Las Palmas Para Adolfo Bioy Casares
En una escuela por definición “rara”
como La Escuela de Escritores de la SOGEM puede pasar cualquier cosa en una
clase, aunque nunca creí que fuera para tanto. Aclaro que no es mi objetivo
denostar mi escuela que quiero y que quise tanto y sobre todo a sus maestros
inolvidables, pero eso de abrir una Escuela para formar Escritores, así, con
mayúsculas, se antoja una empresa que para emprenderla se necesita tomar
aliento una vez, y luego otra y mil veces más, hasta que algún día, resulte que
un alumno, después de todo, ya es “Escritor”, con las mayúsculas que ostentan:
Egresado de La Escuela de Escritores de la SOGEM. Pero que de las comillas
dudosas nunca se salvará.

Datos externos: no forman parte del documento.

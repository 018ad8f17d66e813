//! Result type aliases for Estate Cloud.

use crate::EstateError;

/// A specialized `Result` type for Estate operations.
pub type EstateResult<T> = Result<T, EstateError>;
//! Router-level tests over in-memory stores and an in-memory cache.

use async_trait::async_trait;
use axum::{
    body::Body,
    http::{header::CONTENT_TYPE, Method, Request, StatusCode},
    Router,
};
use estate_config::ServerConfig;
use estate_core::{HealthCheck, HealthStatus};
use estate_repository::{InMemoryHouseRepository, InMemoryUserRepository};
use estate_rest::{create_router, AppState};
use estate_service::{
    CacheInterface, EntityCache, HouseServiceImpl, MemoryCache, UserServiceImpl, DEFAULT_TTL,
};
use http_body_util::BodyExt;
use serde_json::{json, Value};
use std::sync::Arc;
use tower::ServiceExt;

fn state() -> AppState {
    let cache = Arc::new(MemoryCache::new());
    let user_service = Arc::new(UserServiceImpl::new(
        Arc::new(InMemoryUserRepository::default()),
        EntityCache::new(cache.clone(), DEFAULT_TTL),
    ));
    let house_service = Arc::new(HouseServiceImpl::new(
        Arc::new(InMemoryHouseRepository::default()),
        EntityCache::new(cache.clone(), DEFAULT_TTL),
    ));

    AppState::new(user_service, house_service, cache.backend()).with_health_check(cache)
}

fn app() -> Router {
    create_router(state(), &ServerConfig::default())
}

async fn send(app: &Router, method: Method, uri: &str, body: Option<Value>) -> (StatusCode, Value) {
    let mut builder = Request::builder().method(method).uri(uri);
    let body = match body {
        Some(json) => {
            builder = builder.header(CONTENT_TYPE, "application/json");
            Body::from(json.to_string())
        }
        None => Body::empty(),
    };

    let response = app
        .clone()
        .oneshot(builder.body(body).unwrap())
        .await
        .unwrap();
    let status = response.status();
    let bytes = response.into_body().collect().await.unwrap().to_bytes();
    let value = serde_json::from_slice(&bytes).unwrap_or(Value::Null);
    (status, value)
}

fn user_body(username: &str) -> Value {
    json!({ "username": username, "password": "secret", "nickname": "Nick" })
}

#[tokio::test]
async fn test_user_lifecycle() {
    let app = app();

    let (status, created) = send(&app, Method::POST, "/api/users", Some(user_body("alice"))).await;
    assert_eq!(status, StatusCode::CREATED);
    let id = created["id"].as_i64().unwrap();
    assert!(created.get("password").is_none());

    let (status, fetched) = send(&app, Method::GET, &format!("/api/users/{id}"), None).await;
    assert_eq!(status, StatusCode::OK);
    assert_eq!(fetched, created);

    let (status, by_name) = send(&app, Method::GET, "/api/users/username/alice", None).await;
    assert_eq!(status, StatusCode::OK);
    assert_eq!(by_name["id"], id);

    let update = json!({ "id": id, "username": "alice", "password": "changed", "nickname": "Al" });
    let (status, updated) = send(&app, Method::PUT, "/api/users", Some(update)).await;
    assert_eq!(status, StatusCode::OK);
    assert_eq!(updated["nickname"], "Al");
    assert_eq!(updated["create_time"], created["create_time"]);

    let (status, list) = send(&app, Method::GET, "/api/users", None).await;
    assert_eq!(status, StatusCode::OK);
    assert_eq!(list.as_array().unwrap().len(), 1);
    assert_eq!(list[0]["nickname"], "Al");

    let (status, _) = send(&app, Method::DELETE, &format!("/api/users/{id}"), None).await;
    assert_eq!(status, StatusCode::NO_CONTENT);

    let (status, body) = send(&app, Method::GET, &format!("/api/users/{id}"), None).await;
    assert_eq!(status, StatusCode::NOT_FOUND);
    assert_eq!(body["code"], "NOT_FOUND");

    let (status, _) = send(&app, Method::DELETE, &format!("/api/users/{id}"), None).await;
    assert_eq!(status, StatusCode::NOT_FOUND);
}

#[tokio::test]
async fn test_duplicate_username_is_conflict() {
    let app = app();
    send(&app, Method::POST, "/api/users", Some(user_body("alice"))).await;
    let (_, bob) = send(&app, Method::POST, "/api/users", Some(user_body("bob"))).await;

    let (status, body) = send(&app, Method::POST, "/api/users", Some(user_body("alice"))).await;
    assert_eq!(status, StatusCode::CONFLICT);
    assert_eq!(body["code"], "DUPLICATE_KEY");

    let rename = json!({ "id": bob["id"], "username": "alice", "password": "x" });
    let (status, _) = send(&app, Method::PUT, "/api/users", Some(rename)).await;
    assert_eq!(status, StatusCode::CONFLICT);
}

#[tokio::test]
async fn test_bad_requests_are_validation_errors() {
    let app = app();

    let (status, body) = send(&app, Method::POST, "/api/users", Some(user_body(""))).await;
    assert_eq!(status, StatusCode::BAD_REQUEST);
    assert_eq!(body["code"], "VALIDATION_ERROR");

    let (status, body) = send(&app, Method::POST, "/api/users", Some(json!({ "username": "a" }))).await;
    assert_eq!(status, StatusCode::BAD_REQUEST);
    assert_eq!(body["code"], "VALIDATION_ERROR");

    let (status, body) = send(&app, Method::GET, "/api/users/abc", None).await;
    assert_eq!(status, StatusCode::BAD_REQUEST);
    assert!(body["message"].as_str().unwrap().contains("abc"));
}

#[tokio::test]
async fn test_missing_entities_are_not_found() {
    let app = app();

    let (status, _) = send(&app, Method::GET, "/api/users/username/ghost", None).await;
    assert_eq!(status, StatusCode::NOT_FOUND);

    let update = json!({ "id": 42, "username": "ghost", "password": "x" });
    let (status, _) = send(&app, Method::PUT, "/api/users", Some(update)).await;
    assert_eq!(status, StatusCode::NOT_FOUND);

    let (status, _) = send(&app, Method::GET, "/api/houses/42", None).await;
    assert_eq!(status, StatusCode::NOT_FOUND);

    let (status, list) = send(&app, Method::GET, "/api/houses", None).await;
    assert_eq!(status, StatusCode::OK);
    assert_eq!(list, json!([]));
}

#[tokio::test]
async fn test_house_lifecycle() {
    let app = app();
    let house = json!({
        "district": "Haidian",
        "community": "Lakeside",
        "house_type": "3-2",
        "floor": 12,
        "area": 96,
        "total_price": 6500000
    });

    let (status, created) = send(&app, Method::POST, "/api/houses", Some(house)).await;
    assert_eq!(status, StatusCode::CREATED);
    let id = created["id"].as_i64().unwrap();
    assert_eq!(created["elevator"], Value::Null);

    let update = json!({ "id": id, "district": "Haidian", "community": "Hillside", "area": 96 });
    let (status, updated) = send(&app, Method::PUT, "/api/houses", Some(update)).await;
    assert_eq!(status, StatusCode::OK);
    assert_eq!(updated["community"], "Hillside");
    assert_eq!(updated["house_type"], Value::Null);

    let (_, fetched) = send(&app, Method::GET, &format!("/api/houses/{id}"), None).await;
    assert_eq!(fetched, updated);

    let (status, _) = send(&app, Method::DELETE, &format!("/api/houses/{id}"), None).await;
    assert_eq!(status, StatusCode::NO_CONTENT);

    let (_, list) = send(&app, Method::GET, "/api/houses", None).await;
    assert_eq!(list, json!([]));
}

#[tokio::test]
async fn test_house_numbers_are_not_range_checked() {
    let app = app();
    let house = json!({ "district": "Haidian", "community": "Lakeside", "area": -3 });

    let (status, created) = send(&app, Method::POST, "/api/houses", Some(house)).await;
    assert_eq!(status, StatusCode::CREATED);
    assert_eq!(created["area"], -3);

    let blank = json!({ "district": "Haidian", "community": "" });
    let (status, body) = send(&app, Method::POST, "/api/houses", Some(blank)).await;
    assert_eq!(status, StatusCode::BAD_REQUEST);
    assert_eq!(body["code"], "VALIDATION_ERROR");
}

#[tokio::test]
async fn test_health_endpoints() {
    let app = app();

    let (status, health) = send(&app, Method::GET, "/health", None).await;
    assert_eq!(status, StatusCode::OK);
    assert_eq!(health["status"], "healthy");

    let (status, ready) = send(&app, Method::GET, "/ready", None).await;
    assert_eq!(status, StatusCode::OK);
    assert_eq!(ready["ready"], true);
    assert_eq!(ready["cache_backend"], "memory");
    assert_eq!(ready["components"][0]["name"], "cache");

    let (status, _) = send(&app, Method::GET, "/live", None).await;
    assert_eq!(status, StatusCode::OK);

    let response = app
        .clone()
        .oneshot(Request::builder().uri("/").body(Body::empty()).unwrap())
        .await
        .unwrap();
    let bytes = response.into_body().collect().await.unwrap().to_bytes();
    assert_eq!(&bytes[..], b"Estate Cloud API");
}

struct DownStore;

#[async_trait]
impl HealthCheck for DownStore {
    fn name(&self) -> &str {
        "database"
    }

    async fn check(&self) -> HealthStatus {
        HealthStatus::Unhealthy("connection refused".to_string())
    }
}

#[tokio::test]
async fn test_ready_fails_when_store_is_down() {
    let app = create_router(
        state().with_health_check(Arc::new(DownStore)),
        &ServerConfig::default(),
    );

    let (status, ready) = send(&app, Method::GET, "/ready", None).await;
    assert_eq!(status, StatusCode::SERVICE_UNAVAILABLE);
    assert_eq!(ready["ready"], false);
    assert_eq!(ready["components"][1]["status"], "unhealthy");
    assert_eq!(ready["components"][1]["message"], "connection refused");
}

Desde los
tiempos más legendarios, creo, ha sido
difícil decirse uno escritor y creérselo a pie juntillas “y el verdadero
milagro es que otros crean que uno es escritor”, como decía Henry Miller en Trópico de Capricornio. Seguramente a
José María Fernández Unsaín se le ocurrió que era una idea excelente, y de
hecho lo es, las escuelas de escritores van a la alza en el Distrito Federal;
todo mundo quiere vivir del cuento y lo sorprendente es que la narración sigue contando, pero también habría que aceptar que la literatura
se está suicidando por sobre abundancia en todo el mundo y por eso el cuento del dinosaurio de Augusto
Monterroso sigue siendo terriblemente
aleccionador. Practicar lo micro-enorme sustancial es preferible a ponerse a
imitar a Marcel Proust, qué duda cabe.
En
realidad la vida es corta y la lectura es larga, así que si tuviera que resumir
esos tres años que cursé estudios en la SOGEM, diría: “todo fue solamente
vivenciar y conocer palabras preliminares sobre La Creación Literaria, nada
más.”
En los pasillos, en las escaleras, la
cafetería o los sillones morados colocados fuera de las aulas para, entre otras
cosas, poder llevar a cabo sesudas y deliberadas reflexiones sobre cuál es la función y/o el papel social
del creador literario, se hablaba de García Márquez o José Saramago como si fueran colegas de banca de los
estudiantes más juniors; aunque también había los traviesos que nunca entraban
a clase y fumaban mariguana en sus reuniones o afuera de la escuela. En ese
sentido, la SOGEM no se escapaba de parecerse a cualquier plantel de
preparatoria abierta. Aunque claro que hubo grandes momentos y mi disco duro
recuerda muchos de ellos llenos de efusividad, discusión, polémica o comicidad,
como lo fue el día que todo un Eugenio Aguirre nos hizo aplaudir un minuto
entero por la lamentable noticia de la
muerte de Adolfo Bioy Casares, el otro de los cuatro grandes escritores
argentinos (los otros dos que coloco son Ernesto Sábato y Julio Cortázar) que
fue colega de Borges y que en Ficciones,
una de las obras maestras de ese tigre ciego de Buenos Aires, aparece como
personaje.
La
clase había empezado con una parodia a
todas las profesiones, de paso y para amenizar esa que sería la última clase de
la noche. Eugenio le pidió a una alumna que se parara y lo tomara de la mano,
él empezó a moverse con demasiada cautela, casi cojeando y dijo: “¿Ya ven? Así
caminan los abogados”. El salón entero
se carcajeó y después algún zoquete preguntó: “¿Y cómo caminan los escritores?”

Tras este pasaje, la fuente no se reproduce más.